**INSTRUCTIONS FOR THE TASK**
Nothing past the line containing "Level::from_map(&source)" belongs in the output. Copy exactly every line of the data below from the first up to and including it.

(Dataset records)
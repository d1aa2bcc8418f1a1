use std::{fs, path::Path};

use anyhow::{ensure, Context, Result};
use duskfall_core::{CellCoord, GameConfig};
use duskfall_world::Level;

/// Reads a TOML configuration file, or returns the defaults when no path is
/// given.
pub fn load_config(path: Option<&Path>) -> Result<GameConfig> {
    let Some(path) = path else {
        return Ok(GameConfig::default());
    };

    let source = fs::read_to_string(path)
        .with_context(|| format!("failed to read config file {}", path.display()))?;
    GameConfig::from_toml_str(&source)
        .with_context(|| format!("invalid config file {}", path.display()))
}

/// Reads a text map, or returns the built-in level when no path is given.
///
/// The player's start position must lie on a free cell of the chosen map.
pub fn load_level(path: Option<&Path>, config: &GameConfig) -> Result<Level> {
    let level = match path {
        None => Level::builtin(),
        Some(path) => {
            let source = fs::read_to_string(path)
                .with_context(|| format!("failed to read map file {}", path.display()))?;
            Level::from_map(&source)
                .with_context(|| format!("invalid map file {}", path.display()))?
        }
    };

    let start = CellCoord::containing(config.player.start_position());
    ensure!(
        level.grid().is_walkable(start),
        "player start ({}, {}) is not on a free cell",
        config.player.start_x,
        config.player.start_y
    );
    Ok(level)
}

#[cfg(test)]
mod tests {
    use super::*;

    #[test]
    fn defaults_apply_without_files() {
        let config = load_config(None).expect("defaults");
        let level = load_level(None, &config).expect("built-in level");

        assert_eq!(config, GameConfig::default());
        assert_eq!(level, Level::builtin());
    }

    #[test]
    fn missing_files_report_their_path() {
        let error = load_config(Some(Path::new("/nonexistent/duskfall.toml")))
            .expect_err("file does not exist");

        assert!(format!("{error:#}").contains("/nonexistent/duskfall.toml"));
    }

    #[test]
    fn start_inside_a_wall_is_rejected() {
        let mut config = GameConfig::default();
        config.player.start_x = 0.5;
        config.player.start_y = 0.5;

        assert!(load_level(None, &config).is_err());
    }
}
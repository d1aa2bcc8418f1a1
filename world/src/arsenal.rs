//! Weapon inventory and firing state machine.

use std::time::Duration;

use duskfall_core::{Ammo, WeaponKind};

/// What the arsenal does after a shot empties the active weapon.
#[derive(Clone, Copy, Debug, Default, PartialEq, Eq, Hash)]
pub enum AutoSwitch {
    /// Switch to the next usable weapon right away.
    #[default]
    OnEmpty,
    /// Stay on the empty weapon until the player toggles.
    Manual,
}

/// Whether the arsenal accepts a trigger pull.
#[derive(Clone, Copy, Debug, PartialEq, Eq)]
pub enum WeaponPhase {
    /// Ready to fire.
    Idle,
    /// Playing the firing animation.
    Busy {
        /// Weapon whose animation is playing.
        weapon: WeaponKind,
        /// Time spent in the animation so far.
        elapsed: Duration,
    },
}

/// Result of pulling the trigger.
#[derive(Clone, Copy, Debug, PartialEq, Eq)]
pub enum FireOutcome {
    /// A firing animation is still running; nothing happened.
    Busy,
    /// The active weapon has no ammunition left.
    Empty {
        /// Weapon whose trigger was pulled.
        weapon: WeaponKind,
    },
    /// The weapon fired.
    Fired {
        /// Weapon that fired.
        weapon: WeaponKind,
        /// Ammunition left in that weapon.
        remaining: Ammo,
        /// Weapon switched to because the shot emptied the magazine.
        switched_to: Option<WeaponKind>,
    },
}

/// The player's weapons, their ammunition and the firing animation.
#[derive(Clone, Debug)]
pub struct Arsenal {
    active: usize,
    ammo: [Ammo; WeaponKind::ALL.len()],
    phase: WeaponPhase,
    auto_switch: AutoSwitch,
}

impl Arsenal {
    /// Creates a fully stocked arsenal holding the first weapon.
    #[must_use]
    pub fn new(auto_switch: AutoSwitch) -> Self {
        Self {
            active: 0,
            ammo: WeaponKind::ALL.map(|weapon| weapon.spec().max_ammo),
            phase: WeaponPhase::Idle,
            auto_switch,
        }
    }

    /// Overrides the ammunition of a weapon.
    pub fn set_ammo(&mut self, weapon: WeaponKind, ammo: Ammo) {
        self.ammo[weapon.index()] = ammo;
    }

    /// Weapon currently in hand.
    #[must_use]
    pub fn active(&self) -> WeaponKind {
        WeaponKind::ALL[self.active]
    }

    /// Ammunition held by the provided weapon.
    #[must_use]
    pub fn ammo(&self, weapon: WeaponKind) -> Ammo {
        self.ammo[weapon.index()]
    }

    /// Current phase of the firing animation.
    #[must_use]
    pub const fn phase(&self) -> WeaponPhase {
        self.phase
    }

    /// Reports whether a firing animation is running.
    #[must_use]
    pub fn is_busy(&self) -> bool {
        matches!(self.phase, WeaponPhase::Busy { .. })
    }

    /// Policy applied when a shot empties the active weapon.
    #[must_use]
    pub const fn auto_switch(&self) -> AutoSwitch {
        self.auto_switch
    }

    /// Frame of the running firing animation, zero while idle.
    #[must_use]
    pub fn frame(&self) -> u32 {
        let WeaponPhase::Busy { weapon, elapsed } = self.phase else {
            return 0;
        };
        let spec = weapon.spec();
        if spec.animation_time.is_zero() {
            return 0;
        }
        let frame = elapsed.as_nanos() / spec.animation_time.as_nanos();
        u32::try_from(frame)
            .unwrap_or(u32::MAX)
            .min(spec.frames.saturating_sub(1))
    }

    /// Pulls the trigger of the active weapon.
    pub fn fire(&mut self) -> FireOutcome {
        if self.is_busy() {
            return FireOutcome::Busy;
        }

        let weapon = self.active();
        let Some(remaining) = self.ammo[self.active].spend() else {
            return FireOutcome::Empty { weapon };
        };
        self.ammo[self.active] = remaining;
        self.phase = WeaponPhase::Busy {
            weapon,
            elapsed: Duration::ZERO,
        };

        let switched_to = if remaining.is_empty() && self.auto_switch == AutoSwitch::OnEmpty {
            self.toggle().map(|(_, to)| to)
        } else {
            None
        };

        FireOutcome::Fired {
            weapon,
            remaining,
            switched_to,
        }
    }

    /// Cycles to the next weapon that still has ammunition.
    ///
    /// Returns the previous and new weapon, or `None` when no other weapon is
    /// usable. Ammunition is kept per weapon across switches.
    pub fn toggle(&mut self) -> Option<(WeaponKind, WeaponKind)> {
        let count = WeaponKind::ALL.len();
        let from = self.active();
        let next = (1..count)
            .map(|offset| (self.active + offset) % count)
            .find(|&index| !self.ammo[index].is_empty())?;

        self.active = next;
        Some((from, self.active()))
    }

    /// Advances the firing animation; returns `true` when it just finished.
    pub fn tick(&mut self, dt: Duration) -> bool {
        let WeaponPhase::Busy { weapon, elapsed } = self.phase else {
            return false;
        };

        let elapsed = elapsed + dt;
        if elapsed >= weapon.spec().busy_duration() {
            self.phase = WeaponPhase::Idle;
            true
        } else {
            self.phase = WeaponPhase::Busy { weapon, elapsed };
            false
        }
    }
}

impl Default for Arsenal {
    fn default() -> Self {
        Self::new(AutoSwitch::default())
    }
}
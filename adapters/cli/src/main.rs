#![deny(
    unsafe_code,
    missing_docs,
    dead_code,
    unused_results,
    non_snake_case,
    unreachable_pub
)]

//! Command-line adapter that boots Duskfall.

use std::{path::PathBuf, time::Duration};

use anyhow::{Context, Result};
use clap::{ArgAction, Parser};
use duskfall_cli::{load_config, load_level, Simulation};
use duskfall_core::{GameConfig, WELCOME_BANNER};
use duskfall_rendering::{Color, Presentation, RenderingBackend, Scene};
use duskfall_rendering_macroquad::MacroquadBackend;
use duskfall_world::Level;
use tracing_subscriber::EnvFilter;

/// Frame length used when no window drives the clock.
const HEADLESS_FRAME: Duration = Duration::from_micros(16_667);

#[derive(Debug, Parser)]
#[command(name = "duskfall", about = "First-person raycasting shooter")]
struct CliArgs {
    /// TOML configuration file; defaults apply to anything it omits.
    #[arg(long, value_name = "PATH")]
    config: Option<PathBuf>,
    /// Text map to play instead of the built-in level.
    #[arg(long, value_name = "PATH")]
    map: Option<PathBuf>,
    /// Seed for agent attack rolls, overriding the config file.
    #[arg(long)]
    seed: Option<u64>,
    /// Run this many frames without a window and log a summary.
    #[arg(long, value_name = "FRAMES")]
    headless_frames: Option<u64>,
    /// Synchronise presentation with the display refresh rate.
    #[arg(long, default_value_t = true, action = ArgAction::Set)]
    vsync: bool,
    /// Print frame timing once per second.
    #[arg(long)]
    show_fps: bool,
}

/// Entry point for the Duskfall command-line interface.
fn main() -> Result<()> {
    tracing_subscriber::fmt()
        .with_env_filter(
            EnvFilter::try_from_default_env().unwrap_or_else(|_| EnvFilter::new("info")),
        )
        .init();

    let args = CliArgs::parse();
    let mut config = load_config(args.config.as_deref())?;
    if let Some(seed) = args.seed {
        config.agents.seed = seed;
    }
    let level = load_level(args.map.as_deref(), &config)?;

    tracing::info!(seed = config.agents.seed, "{WELCOME_BANNER}");

    match args.headless_frames {
        Some(frames) => {
            run_headless(level, config, frames);
            Ok(())
        }
        None => run_windowed(level, config, args.vsync, args.show_fps),
    }
}

fn run_headless(level: Level, config: GameConfig, frames: u64) {
    let mut simulation = Simulation::new(level, config);
    for _ in 0..frames {
        let _ = simulation.step(HEADLESS_FRAME);
    }

    let summary = simulation.summary();
    tracing::info!(
        frames = summary.frames,
        status = ?summary.status,
        score = summary.score,
        health = summary.health,
        agents_alive = summary.agents_alive,
        shots = summary.shots,
        "headless run finished"
    );
}

fn run_windowed(
    level: Level,
    config: GameConfig,
    vsync: bool,
    show_fps: bool,
) -> Result<()> {
    let viewport = config.viewport();
    let rotation_speed = config.player.rotation_speed;
    let mut simulation = Simulation::new(level, config);
    let intents = simulation.intents();

    let mut scene = Scene::new(viewport.width(), viewport.height())
        .context("viewport cannot host a scene")?;
    simulation.populate_scene(&mut scene);
    let presentation = Presentation::new("Duskfall", Color::from_rgb_u8(38, 38, 46), scene);

    MacroquadBackend::new()
        .with_vsync(vsync)
        .with_show_fps(show_fps)
        .run(presentation, move |dt, input, scene| {
            intents.publish(input.intent(rotation_speed * dt.as_secs_f32()));
            let _ = simulation.step(dt);
            simulation.populate_scene(scene);
        })
}
//! Static wall layout the world is played on.

use std::num::NonZeroU8;

use glam::Vec2;
use serde::{Deserialize, Serialize};
use thiserror::Error;

/// Location of a single grid cell expressed as column and row coordinates.
///
/// Coordinates are signed so that cells outside the map (a ray leaving the
/// grid, an agent probing past the border) remain representable without
/// wrapping.
#[derive(Clone, Copy, Debug, PartialEq, Eq, Hash, PartialOrd, Ord, Serialize, Deserialize)]
pub struct CellCoord {
    column: i32,
    row: i32,
}

impl CellCoord {
    /// Creates a new grid cell coordinate.
    #[must_use]
    pub const fn new(column: i32, row: i32) -> Self {
        Self { column, row }
    }

    /// Zero-based column index of the cell.
    #[must_use]
    pub const fn column(&self) -> i32 {
        self.column
    }

    /// Zero-based row index of the cell.
    #[must_use]
    pub const fn row(&self) -> i32 {
        self.row
    }

    /// Cell that contains the provided world-space point.
    #[must_use]
    pub fn containing(point: Vec2) -> Self {
        Self::new(point.x.floor() as i32, point.y.floor() as i32)
    }

    /// World-space centre of the cell.
    #[must_use]
    pub fn center(self) -> Vec2 {
        Vec2::new(self.column as f32 + 0.5, self.row as f32 + 0.5)
    }

    /// Returns the cell displaced by the provided column and row deltas,
    /// saturating at the edges of the coordinate space.
    #[must_use]
    pub const fn offset(self, columns: i32, rows: i32) -> Self {
        Self::new(
            self.column.saturating_add(columns),
            self.row.saturating_add(rows),
        )
    }

    /// Computes the Manhattan distance between two cell coordinates.
    #[must_use]
    pub fn manhattan_distance(self, other: CellCoord) -> u32 {
        self.column.abs_diff(other.column) + self.row.abs_diff(other.row)
    }

    /// Computes the Chebyshev (king-move) distance between two cells.
    #[must_use]
    pub fn chebyshev_distance(self, other: CellCoord) -> u32 {
        self.column
            .abs_diff(other.column)
            .max(self.row.abs_diff(other.row))
    }
}

/// Texture identifier painted on a wall cell. Never zero.
#[derive(Clone, Copy, Debug, PartialEq, Eq, Hash, PartialOrd, Ord)]
pub struct WallId(NonZeroU8);

impl WallId {
    /// Wraps a raw wall value, returning `None` for the free-cell marker `0`.
    #[must_use]
    pub const fn new(value: u8) -> Option<Self> {
        match NonZeroU8::new(value) {
            Some(value) => Some(Self(value)),
            None => None,
        }
    }

    /// Raw texture identifier.
    #[must_use]
    pub const fn get(&self) -> u8 {
        self.0.get()
    }
}

/// Reasons a textual or numeric map description may be rejected.
#[derive(Clone, Debug, PartialEq, Eq, Error)]
pub enum MapLoadError {
    /// The description did not contain a single row.
    #[error("map contains no rows")]
    Empty,
    /// A row is wider or narrower than the first row.
    #[error("row {row} has {found} cells but the map is {expected} cells wide")]
    RaggedRow {
        /// Zero-based index of the offending row.
        row: usize,
        /// Width established by the first row.
        expected: usize,
        /// Width of the offending row.
        found: usize,
    },
    /// A glyph in a textual map has no meaning.
    #[error("unknown map glyph {glyph:?} at row {row}, column {column}")]
    UnknownGlyph {
        /// Character that could not be interpreted.
        glyph: char,
        /// Zero-based row of the glyph.
        row: usize,
        /// Zero-based column of the glyph.
        column: usize,
    },
    /// The map does not fit into signed 32-bit cell coordinates.
    #[error("map dimensions {columns}x{rows} exceed the supported size")]
    TooLarge {
        /// Number of columns requested.
        columns: usize,
        /// Number of rows requested.
        rows: usize,
    },
}

/// Dense, immutable grid of wall cells.
///
/// Each cell stores `0` when free or a non-zero [`WallId`]. Lookups outside
/// the grid never index the backing storage: [`GridMap::wall_at`] reports no
/// wall there while [`GridMap::is_blocked`] treats the outside as solid.
#[derive(Clone, Debug, PartialEq, Eq)]
pub struct GridMap {
    columns: u32,
    rows: u32,
    cells: Vec<u8>,
}

impl GridMap {
    /// Builds a map from numeric rows where `0` marks a free cell.
    pub fn from_rows<R>(rows: &[R]) -> Result<Self, MapLoadError>
    where
        R: AsRef<[u8]>,
    {
        let Some(first) = rows.first() else {
            return Err(MapLoadError::Empty);
        };
        let width = first.as_ref().len();
        if width == 0 {
            return Err(MapLoadError::Empty);
        }

        let columns = u32::try_from(width).ok().filter(|value| *value <= i32::MAX as u32);
        let row_count = u32::try_from(rows.len())
            .ok()
            .filter(|value| *value <= i32::MAX as u32);
        let (Some(columns), Some(row_count)) = (columns, row_count) else {
            return Err(MapLoadError::TooLarge {
                columns: width,
                rows: rows.len(),
            });
        };

        let mut cells = Vec::with_capacity(width * rows.len());
        for (index, row) in rows.iter().enumerate() {
            let row = row.as_ref();
            if row.len() != width {
                return Err(MapLoadError::RaggedRow {
                    row: index,
                    expected: width,
                    found: row.len(),
                });
            }
            cells.extend_from_slice(row);
        }

        Ok(Self {
            columns,
            rows: row_count,
            cells,
        })
    }

    /// Parses the textual map format.
    ///
    /// `.`, `_` and spaces are free cells, digits `1`-`9` are walls carrying
    /// that texture id and `#` is shorthand for wall `1`. Blank lines are
    /// skipped and trailing carriage returns are ignored.
    pub fn parse(text: &str) -> Result<Self, MapLoadError> {
        let mut rows: Vec<Vec<u8>> = Vec::new();
        for line in text.lines() {
            let line = line.trim_end_matches('\r');
            if line.trim().is_empty() {
                continue;
            }

            let row_index = rows.len();
            let mut row = Vec::with_capacity(line.len());
            for (column, glyph) in line.chars().enumerate() {
                let value = match glyph {
                    '.' | '_' | ' ' => 0,
                    '#' => 1,
                    '1'..='9' => glyph as u8 - b'0',
                    _ => {
                        return Err(MapLoadError::UnknownGlyph {
                            glyph,
                            row: row_index,
                            column,
                        })
                    }
                };
                row.push(value);
            }
            rows.push(row);
        }

        Self::from_rows(&rows)
    }

    /// Creates a rectangular room whose border cells are walls and whose
    /// interior is free.
    #[must_use]
    pub fn enclosed_room(columns: u32, rows: u32) -> Self {
        let columns = columns.min(i32::MAX as u32);
        let rows = rows.min(i32::MAX as u32);
        let mut cells = Vec::with_capacity(columns as usize * rows as usize);
        for row in 0..rows {
            for column in 0..columns {
                let border = row == 0 || column == 0 || row + 1 == rows || column + 1 == columns;
                cells.push(u8::from(border));
            }
        }

        Self {
            columns,
            rows,
            cells,
        }
    }

    /// Number of columns contained in the grid.
    #[must_use]
    pub const fn columns(&self) -> u32 {
        self.columns
    }

    /// Number of rows contained in the grid.
    #[must_use]
    pub const fn rows(&self) -> u32 {
        self.rows
    }

    /// Total number of cells in the grid.
    #[must_use]
    pub fn cell_count(&self) -> usize {
        self.cells.len()
    }

    /// Reports whether the cell lies inside the grid bounds.
    #[must_use]
    pub fn contains(&self, cell: CellCoord) -> bool {
        self.index(cell).is_some()
    }

    /// Row-major index of the cell, if it lies within the grid.
    #[must_use]
    pub fn index(&self, cell: CellCoord) -> Option<usize> {
        let column = u32::try_from(cell.column()).ok()?;
        let row = u32::try_from(cell.row()).ok()?;
        if column >= self.columns || row >= self.rows {
            return None;
        }

        let width = usize::try_from(self.columns).ok()?;
        let row = usize::try_from(row).ok()?;
        let column = usize::try_from(column).ok()?;
        row.checked_mul(width)?.checked_add(column)
    }

    /// Cell stored at the provided row-major index.
    #[must_use]
    pub fn cell_at(&self, index: usize) -> Option<CellCoord> {
        if index >= self.cells.len() || self.columns == 0 {
            return None;
        }

        let width = self.columns as usize;
        let column = i32::try_from(index % width).ok()?;
        let row = i32::try_from(index / width).ok()?;
        Some(CellCoord::new(column, row))
    }

    /// Wall occupying the cell, or `None` when the cell is free or outside.
    #[must_use]
    pub fn wall_at(&self, cell: CellCoord) -> Option<WallId> {
        self.index(cell)
            .and_then(|index| self.cells.get(index).copied())
            .and_then(WallId::new)
    }

    /// Reports whether a wall occupies the cell. Cells outside are not walls.
    #[must_use]
    pub fn is_wall(&self, cell: CellCoord) -> bool {
        self.wall_at(cell).is_some()
    }

    /// Reports whether the cell cannot be entered: a wall or outside the grid.
    #[must_use]
    pub fn is_blocked(&self, cell: CellCoord) -> bool {
        !self.contains(cell) || self.is_wall(cell)
    }

    /// Reports whether the cell lies inside the grid and holds no wall.
    #[must_use]
    pub fn is_walkable(&self, cell: CellCoord) -> bool {
        !self.is_blocked(cell)
    }
}
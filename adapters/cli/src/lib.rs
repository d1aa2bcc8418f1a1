#![deny(
    unsafe_code,
    missing_docs,
    dead_code,
    unused_results,
    non_snake_case,
    unreachable_pub
)]

//! Frame loop and start-up helpers behind the `duskfall` binary.

mod loading;
mod simulation;

pub use loading::{load_config, load_level};
pub use simulation::{Simulation, Summary};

**OUTPUT OF THE TASK**
repository d1aa2bcc8418f1a1
use std::{fs, path::Path};

use anyhow::{ensure, Context, Result};
use duskfall_core::{CellCoord, GameConfig};
use duskfall_world::Level;

/// Reads a TOML configuration file, or returns the defaults when no path is
/// given.
pub fn load_config(path: Option<&Path>) -> Result<GameConfig> {
    let Some(path) = path else {
        return Ok(GameConfig::default());
    };

    let source = fs::read_to_string(path)
        .with_context(|| format!("failed to read config file {}", path.display()))?;
    GameConfig::from_toml_str(&source)
        .with_context(|| format!("invalid config file {}", path.display()))
}

/// Reads a text map, or returns the built-in level when no path is given.
///
/// The player's start position must lie on a free cell of the chosen map.
pub fn load_level(path: Option<&Path>, config: &GameConfig) -> Result<Level> {
    let level = match path {
        None => Level::builtin(),
        Some(path) => {
            let source = fs::read_to_string(path)
                .with_context(|| format!("failed to read map file {}", path.display()))?;
            Level::from_map(&source)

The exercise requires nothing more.